Richard Rojas asegura que se puede sobrevivir en La Bonita –como le dicen a Bucaramanga– con cuarenta mil pesos diarios. Que eso alcanzaría para cubrir los gastos de su alimentación, servicios residenciales y “útiles personales”. Pero su ‘chaza’ no le permite alcanzar esa meta monetaria todos los días.

Sin embargo, estamos mejor que en nuestro país,

declara.

Con ese gobierno está todo cada día peor. Maduro no quiere acceder a la ayuda nacional ni internacional. El presidente que tienen acá en Colombia (Juan Manuel Santos, actual cabeza del poder ejecutivo colombiano) nos ha querido ayudar, pero él (Maduro) le sale con unas patadas….

Preguntándole a Richard sobre sus encuentros con los agentes de control migratorio, le escucho una frase que captura por completo mi atención y de la que todos hemos sentido el yugo de su significado en algún momento.

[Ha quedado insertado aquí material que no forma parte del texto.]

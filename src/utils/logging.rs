/// 日志工具模块
///
/// 提供 tracing 初始化以及运行横幅、统计输出的辅助函数
use std::path::Path;

use tracing::{info, warn};
use tracing_subscriber::EnvFilter;

use crate::orchestrator::RunStatistics;

/// 默认日志级别
const DEFAULT_FILTER: &str = "sheet_harvest=info";
const VERBOSE_FILTER: &str = "sheet_harvest=debug";

/// 初始化 tracing
///
/// 设置了 `RUST_LOG` 时以环境变量为准，否则按 `verbose` 选择默认级别。
/// 重复调用不会报错（测试中多次初始化）。
pub fn init(verbose: bool) {
    let default = if verbose { VERBOSE_FILTER } else { DEFAULT_FILTER };
    let filter = EnvFilter::try_from_default_env().unwrap_or_else(|_| EnvFilter::new(default));

    let _ = tracing_subscriber::fmt()
        .with_env_filter(filter)
        .with_target(false)
        .try_init();
}

/// 记录程序启动信息
///
/// # 参数
/// - `command`: 子命令名
/// - `concurrency`: 最大并发数
/// - `log_path`: 结果日志路径
pub fn log_startup(command: &str, concurrency: usize, log_path: &Path) {
    info!("{}", "=".repeat(60));
    info!("🚀 程序启动 - {}", command);
    info!("📊 最大并发数: {}", concurrency);
    info!("📝 结果日志: {}", log_path.display());
    info!("{}", "=".repeat(60));
}

/// 记录待处理条目信息
///
/// # 参数
/// - `total`: 枚举出的条目数
/// - `pending`: 过滤已完成后剩余的条目数
pub fn log_items_loaded(total: usize, pending: usize) {
    info!("✓ 共 {} 个条目，{} 个已完成", total, total - pending);
    info!("📋 本次待处理: {}", pending);
}

/// 打印最终统计信息
///
/// # 参数
/// - `stats`: 运行统计
/// - `log_path`: 结果日志路径
pub fn print_final_stats(stats: &RunStatistics, log_path: &Path) {
    info!("{}", "=".repeat(60));
    info!("📊 全部处理完成统计");
    info!(
        "完成时间: {}",
        chrono::Local::now().format("%Y-%m-%d %H:%M:%S")
    );
    info!("{}", "=".repeat(60));
    info!("📦 条目总数: {}", stats.total);
    info!("⏭️ 跳过: {}", stats.skipped);
    info!("✅ 成功: {}/{}", stats.succeeded, stats.scheduled);
    if stats.cached > 0 {
        info!("💾 命中缓存: {}", stats.cached);
    }
    info!("❌ 失败: {}", stats.failed);
    info!("{}", "=".repeat(60));
    info!("日志已保存至: {}", log_path.display());
    if !stats.is_clean() {
        warn!("⚠️ 部分条目失败，重新运行同一命令即可只重试失败的条目");
    }
}

/// 截断长文本用于日志显示
///
/// # 参数
/// - `text`: 原始文本
/// - `max_len`: 最大长度（按字符计）
///
/// # 返回
/// 返回截断后的文本
pub fn truncate_text(text: &str, max_len: usize) -> String {
    if text.chars().count() > max_len {
        text.chars().take(max_len).collect::<String>() + "..."
    } else {
        text.to_string()
    }
}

Me gusta su control, estoy de acuerdo, pero acusan mucho al venezolano. Acá hay un dicho (subrayo el dicho): que por uno pagamos todos.

Y aunque no sea grato aceptarlo, a veces es lo que se respira en las calles de Bucaramanga y su área metropolitana: prejuicio; para este caso específico, una muestra borrosa de xenofobia, si se quiere.

Si le pregunta a Richard Rojas, a José Antonio Azoca Rodríguez, a José Coronado, a Luis Alfonso Leal Guillén o a su hermano Pablo Emilio (todos inmigrantes venezolanos) por una propuesta para que el Estado colombiano los ayude de manera efectiva, hablarán sin duda alguna de trabajo.

Rojas dice:

Nos niegan los empleos. Nos piden un permiso de trabajo, tenemos que traer un curso de alturas para trabajar en construcción, tenemos que traer un pasaporte.

El único freno del señor alcalde (Rodolfo Hernández, actual alcalde de Bucaramanga) fue una pancarta que decía Bienvenidos hermanos venezolanos. Muchos de mis compatriotas fueron dañando la imagen del buen venezolano, porque han venido a hacer lo malo. Pero no todos somos iguales.

A las cinco personas que entrevisté a inicios de mayo para los efectos de esta crónica, les pregunté qué le dirían a otro venezolano que estuviera en Colombia y que hipotéticamente pasara por su misma situación. Richard Rojas contestó:

Roguemos que este domingo Venezuela salga completamente del régimen. Y agradecer a los que nos han ayudado. Sobre todo a Colombia. También Perú y Ecuador nos han ayudado. En Ecuador y Perú nos entregan todo: la carta andina, nos dan todo. Cómo poder sobrevivir y trabajar en cualquier parte. Lamentablemente, en Colombia no nos los entregan. Todo tiene un límite.

Y finaliza:

A mucha gente le dieron su permiso de trabajo, pero no a todos. Muchos tenemos pasaporte y no nos entregan el permiso, porque es como por temporadas.

Las elecciones presidenciales de Venezuela se llevaron a cabo el veinte de mayo y, como en Colombia, nada cambió.